The way I did it was to write code to examine the source table and write the trigger from that. Yes, that meant the trigger had 130 or so conditional (IF UPDATE() insert statements. After that, the time it took to execute the 4 column Update that I spoke of dropped from 4 MINUTES to 400 MILLI-Seconds.

You also jump through a fairly complex hoop with the following code to determine what the trigger action is...
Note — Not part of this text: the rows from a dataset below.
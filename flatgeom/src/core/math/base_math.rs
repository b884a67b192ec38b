use super::Vector2;
use crate::core::traits::Real;

/// Returns the (min, max) values from `v1` and `v2`.
///
/// # Examples
///
/// ```
/// # use flatgeom::core::math::*;
/// let (min_val, max_val) = min_max(8, 4);
/// assert_eq!(min_val, 4);
/// assert_eq!(max_val, 8);
/// ```
#[inline]
pub fn min_max<T>(v1: T, v2: T) -> (T, T)
where
    T: PartialOrd,
{
    if v1 < v2 {
        (v1, v2)
    } else {
        (v2, v1)
    }
}

/// Distance between `(x0, y0)` and `(x1, y1)`.
#[inline]
pub fn dist<T>(x0: T, y0: T, x1: T, y1: T) -> T
where
    T: Real,
{
    let dx = x1 - x0;
    let dy = y1 - y0;
    (dx * dx + dy * dy).sqrt()
}

/// Signed value of which side of the directed line `p0 -> p1` the `point` is on.
///
/// Positive if `point` is left of the line, negative if right, zero if collinear. The magnitude is
/// twice the area of the triangle `(p0, p1, point)`.
///
/// # Examples
///
/// ```
/// # use flatgeom::core::math::*;
/// let p0 = Vector2::new(0.0, 0.0);
/// let p1 = Vector2::new(1.0, 0.0);
/// assert!(side_of_line(p0, p1, Vector2::new(0.5, 1.0)) > 0.0);
/// assert!(side_of_line(p0, p1, Vector2::new(0.5, -1.0)) < 0.0);
/// assert_eq!(side_of_line(p0, p1, Vector2::new(2.0, 0.0)), 0.0);
/// ```
#[inline]
pub fn side_of_line<T>(p0: Vector2<T>, p1: Vector2<T>, point: Vector2<T>) -> T
where
    T: Real,
{
    (p1 - p0).perp_dot(point - p0)
}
-- selecting the action Insert, delete or update
SET @Type = (CASE WHEN EXISTS(SELECT * FROM INSERTED) AND EXISTS(SELECT * FROM DELETED)
THEN 'U'  -- Set Action to Updated.
                      WHEN EXISTS(SELECT * FROM INSERTED)
                        THEN 'I'  -- Set Action to Insert.
                      WHEN EXISTS(SELECT * FROM DELETED)
                        THEN 'D'  -- Set Action to Deleted.
                 ELSE NULL -- Skip. It may have been a "failed delete".   
                    END)

Although it's not a real bad issue, you are hitting each trigger table twice. If you use a bit of negative logic, it can be simplified quite a bit.

 SELECT @Type = CASE
                  WHEN NOT EXISTS (SELECT * FROM DELETED)  THEN 'I'
                  WHEN NOT EXISTS (SELECT * FROM INSERTED) THEN 'D'
                  ELSE 'U'
                END

The method is also an extreme duplication of data and very difficult to assemble what a row looked like at a given point of time without a whole lot of work. Since the "NewValue" for the latest update lives in the source table, there is no really need for it and provides and extreme duplication of data. If you used that space, instead, for another datetime column so that you have two dates and times, one for when the OldValue started being valid and one for when it was updated to something else, PiT reconstruction of rows for reporting would be a lot easier.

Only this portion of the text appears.